Stored data entries
'''
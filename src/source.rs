//! # Glucose Data Sources
//!
//! The timeline never talks to a CGM or a Nightscout site itself. It asks a
//! `GlucoseDataSource` for the looper's samples and builds everything else
//! from the answer. The source is handed to `TimelineProvider::new`, so tests
//! and hosts choose the implementation.
//!
//! `ReplayDataSource` serves recorded samples from `<dir>/<looper id>.toml`
//! and is what the bundled binary uses. Each `[[samples]]` table needs
//! `date` (native TOML datetime or quoted RFC 3339), `quantity` in mg/dL and
//! `sync_identifier`; `trend` and the flags are optional.

use crate::error::FetchError;
use crate::looper::Looper;
use crate::sample::GlucoseSample;
use async_trait::async_trait;
use serde::Deserialize;
use std::path::PathBuf;

#[async_trait]
pub trait GlucoseDataSource: Send + Sync {
    /// Fetch every sample currently available for `looper`, in any order
    async fn fetch_glucose_samples(&self, looper: &Looper) -> Result<Vec<GlucoseSample>, FetchError>;
}

#[derive(Debug, Deserialize)]
struct SampleFile {
    #[serde(default)]
    samples: Vec<GlucoseSample>,
}

#[derive(Debug, Clone)]
pub struct ReplayDataSource {
    dir: PathBuf,
}

impl ReplayDataSource {
    pub fn new(dir: impl Into<PathBuf>) -> Self {
        Self { dir: dir.into() }
    }

    fn path_for(&self, looper: &Looper) -> PathBuf {
        self.dir.join(format!("{}.toml", looper.id))
    }
}

#[async_trait]
impl GlucoseDataSource for ReplayDataSource {
    async fn fetch_glucose_samples(&self, looper: &Looper) -> Result<Vec<GlucoseSample>, FetchError> {
        let path = self.path_for(looper);
        log::debug!("Replaying samples for {} from {}", looper.name, path.display());

        let contents = tokio::fs::read_to_string(&path).await.map_err(FetchError::Io)?;
        let file: SampleFile =
            toml::from_str(&contents).map_err(|e| FetchError::Parse(e.to_string()))?;

        Ok(file.samples)
    }
}
//! # Glucose Display Units
//!
//! Unit system the host renders glucose in. Samples are stored in mg/dL;
//! every value shown to the user, and every difference between two values,
//! goes through `presentable_value` first so rounding matches what is on
//! screen.

use serde::{Deserialize, Serialize};

/// mg/dL in one mmol/L of glucose (molar mass 180.15588 g/mol)
pub const MG_DL_PER_MMOL_L: f64 = 18.015588;

#[derive(Debug, Clone, Copy, PartialEq, Eq, Serialize, Deserialize, Default)]
pub enum GlucoseDisplayUnits {
    #[default]
    #[serde(rename = "mg/dL")]
    MilligramsPerDeciliter,
    #[serde(rename = "mmol/L")]
    MillimolesPerLiter,
}

impl GlucoseDisplayUnits {
    /// Convert a raw mg/dL quantity into this unit system
    pub fn convert(&self, mg_dl: f64) -> f64 {
        match self {
            GlucoseDisplayUnits::MilligramsPerDeciliter => mg_dl,
            GlucoseDisplayUnits::MillimolesPerLiter => mg_dl / MG_DL_PER_MMOL_L,
        }
    }

    /// Decimal places shown for this unit system
    pub fn fraction_digits(&self) -> usize {
        match self {
            GlucoseDisplayUnits::MilligramsPerDeciliter => 0,
            GlucoseDisplayUnits::MillimolesPerLiter => 1,
        }
    }

    /// Convert and round to the precision the user sees
    pub fn presentable_value(&self, mg_dl: f64) -> f64 {
        let scale = 10f64.powi(self.fraction_digits() as i32);
        (self.convert(mg_dl) * scale).round() / scale
    }

    /// Format an already converted value
    pub fn format_value(&self, value: f64) -> String {
        format!("{:.*}", self.fraction_digits(), value)
    }

    /// Format a signed change, e.g. "+10" or "-0.5"
    pub fn format_change(&self, change: f64) -> String {
        let digits = self.fraction_digits();
        let scale = 10f64.powi(digits as i32);
        let rounded = (change * scale).round() / scale;
        if rounded > 0.0 {
            format!("+{:.*}", digits, rounded)
        } else if rounded < 0.0 {
            format!("{:.*}", digits, rounded)
        } else {
            // avoids "-0"
            format!("{:.*}", digits, 0.0)
        }
    }

    pub fn label(&self) -> &'static str {
        match self {
            GlucoseDisplayUnits::MilligramsPerDeciliter => "mg/dL",
            GlucoseDisplayUnits::MillimolesPerLiter => "mmol/L",
        }
    }
}

#[cfg(test)]
mod tests {
    use super::*;

    #[test]
    fn test_mg_dl_is_identity() {
        let units = GlucoseDisplayUnits::MilligramsPerDeciliter;
        assert_eq!(units.convert(123.4), 123.4);
        assert_eq!(units.presentable_value(123.4), 123.0);
    }

    #[test]
    fn test_mmol_conversion_rounds_to_one_decimal() {
        let units = GlucoseDisplayUnits::MillimolesPerLiter;
        assert_eq!(units.presentable_value(100.0), 5.6);
        assert_eq!(units.presentable_value(90.0), 5.0);
    }

    #[test]
    fn test_format_change_sign() {
        let mg = GlucoseDisplayUnits::MilligramsPerDeciliter;
        assert_eq!(mg.format_change(10.0), "+10");
        assert_eq!(mg.format_change(-10.0), "-10");
        assert_eq!(mg.format_change(0.0), "0");
        assert_eq!(mg.format_change(-0.2), "0");

        let mmol = GlucoseDisplayUnits::MillimolesPerLiter;
        assert_eq!(mmol.format_change(-0.5), "-0.5");
        assert_eq!(mmol.format_value(5.6), "5.6");
    }

    #[test]
    fn test_units_toml_names() {
        #[derive(Serialize, Deserialize)]
        struct Wrapper {
            units: GlucoseDisplayUnits,
        }

        let parsed: Wrapper = toml::from_str(r#"units = "mmol/L""#).expect("Failed to deserialize");
        assert_eq!(parsed.units, GlucoseDisplayUnits::MillimolesPerLiter);
        assert_eq!(parsed.units.label(), "mmol/L");
    }
}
'''
Nothing in the data should be left out when you retype it exactly.

filename src/source.rs
//! # Glucose Data Sources
//!
//! The timeline never talks to a CGM or a Nightscout site itself. It asks a
//! `GlucoseDataSource` for the looper's samples and builds everything else
//! from the answer. The source is handed to `TimelineProvider::new`, so tests
//! and hosts choose the implementation.
//!
//! `ReplayDataSource` serves recorded samples from `<dir>/<looper id>.toml`
//! and is what the bundled binary uses. Each `[[samples]]` table needs
//! `date` (native TOML datetime or quoted RFC 3339), `quantity` in mg/dL and
//! `sync_identifier`; `trend` and the flags are optional.

use crate::error::FetchError;
use crate::looper::Looper;
use crate::sample::GlucoseSample;
use async_trait::async_trait;
use serde::Deserialize;
use std::path::PathBuf;

#[async_trait]
pub trait GlucoseDataSource: Send + Sync {
    /// Fetch every sample currently available for `looper`, in any order
    async fn fetch_glucose_samples(&self, looper: &Looper) -> Result<Vec<GlucoseSample>, FetchError>;
}

#[derive(Debug, Deserialize)]
struct SampleFile {
    #[serde(default)]
    samples: Vec<GlucoseSample>,
}

#[derive(Debug, Clone)]
pub struct ReplayDataSource {
    dir: PathBuf,
}

impl ReplayDataSource {
    pub fn new(dir: impl Into<PathBuf>) -> Self {
        Self { dir: dir.into() }
    }

    fn path_for(&self, looper: &Looper) -> PathBuf {
        self.dir.join(format!("{}.toml", looper.id))
    }
}

#[async_trait]
impl GlucoseDataSource for ReplayDataSource {
    async fn fetch_glucose_samples(&self, looper: &Looper) -> Result<Vec<GlucoseSample>, FetchError> {
        let path = self.path_for(looper);
        log::debug!("Replaying samples for {} from {}", looper.name, path.display());

        let contents = tokio::fs::read_to_string(&path).await.map_err(FetchError::Io)?;
        let file: SampleFile =
            toml::from_str(&contents).map_err(|e| FetchError::Parse(e.to_string()))?;

        Ok(file.samples)
    }
}
//! # Glucose Display Units
//!
//! Unit system the host renders glucose in. Samples are stored in mg/dL;
//! every value shown to the user, and every difference between two values,
//! goes through `presentable_value` first so rounding matches what is on
//! screen.

use serde::{Deserialize, Serialize};

/// mg/dL in one mmol/L of glucose (molar mass 180.15588 g/mol)
pub const MG_DL_PER_MMOL_L: f64 = 18.015588;

#[derive(Debug, Clone, Copy, PartialEq, Eq, Serialize, Deserialize, Default)]
pub enum GlucoseDisplayUnits {
    #[default]
    #[serde(rename = "mg/dL")]
    MilligramsPerDeciliter,
    #[serde(rename = "mmol/L")]
    MillimolesPerLiter,
}

impl GlucoseDisplayUnits {
    /// Convert a raw mg/dL quantity into this unit system
    pub fn convert(&self, mg_dl: f64) -> f64 {
        match self {
            GlucoseDisplayUnits::MilligramsPerDeciliter => mg_dl,
            GlucoseDisplayUnits::MillimolesPerLiter => mg_dl / MG_DL_PER_MMOL_L,
        }
    }

    /// Decimal places shown for this unit system
    pub fn fraction_digits(&self) -> usize {
        match self {
            GlucoseDisplayUnits::MilligramsPerDeciliter => 0,
            GlucoseDisplayUnits::MillimolesPerLiter => 1,
        }
    }

    /// Convert and round to the precision the user sees
    pub fn presentable_value(&self, mg_dl: f64) -> f64 {
        let scale = 10f64.powi(self.fraction_digits() as i32);
        (self.convert(mg_dl) * scale).round() / scale
    }

    /// Format an already converted value
    pub fn format_value(&self, value: f64) -> String {
        format!("{:.*}", self.fraction_digits(), value)
    }

    /// Format a signed change, e.g. "+10" or "-0.5"
    pub fn format_change(&self, change: f64) -> String {
        let digits = self.fraction_digits();
        let scale = 10f64.powi(digits as i32);
        let rounded = (change * scale).round() / scale;
        if rounded > 0.0 {
            format!("+{:.*}", digits, rounded)
        } else if rounded < 0.0 {
            format!("{:.*}", digits, rounded)
        } else {
            // avoids "-0"
            format!("{:.*}", digits, 0.0)
        }
    }

    pub fn label(&self) -> &'static str {
        match self {
            GlucoseDisplayUnits::MilligramsPerDeciliter => "mg/dL",
            GlucoseDisplayUnits::MillimolesPerLiter => "mmol/L",
        }
    }
}

#[cfg(test)]
mod tests {
    use super::*;

    #[test]
    fn test_mg_dl_is_identity() {
        let units = GlucoseDisplayUnits::MilligramsPerDeciliter;
        assert_eq!(units.convert(123.4), 123.4);
        assert_eq!(units.presentable_value(123.4), 123.0);
    }

    #[test]
    fn test_mmol_conversion_rounds_to_one_decimal() {
        let units = GlucoseDisplayUnits::MillimolesPerLiter;
        assert_eq!(units.presentable_value(100.0), 5.6);
        assert_eq!(units.presentable_value(90.0), 5.0);
    }

    #[test]
    fn test_format_change_sign() {
        let mg = GlucoseDisplayUnits::MilligramsPerDeciliter;
        assert_eq!(mg.format_change(10.0), "+10");
        assert_eq!(mg.format_change(-10.0), "-10");
        assert_eq!(mg.format_change(0.0), "0");
        assert_eq!(mg.format_change(-0.2), "0");

        let mmol = GlucoseDisplayUnits::MillimolesPerLiter;
        assert_eq!(mmol.format_change(-0.5), "-0.5");
        assert_eq!(mmol.format_value(5.6), "5.6");
    }

    #[test]
    fn test_units_toml_names() {
        #[derive(Serialize, Deserialize)]
        struct Wrapper {
            units: GlucoseDisplayUnits,
        }

        let parsed: Wrapper = toml::from_str(r#"units = "mmol/L""#).expect("Failed to deserialize");
        assert_eq!(parsed.units, GlucoseDisplayUnits::MillimolesPerLiter);
        assert_eq!(parsed.units.label(), "mmol/L");
    }
}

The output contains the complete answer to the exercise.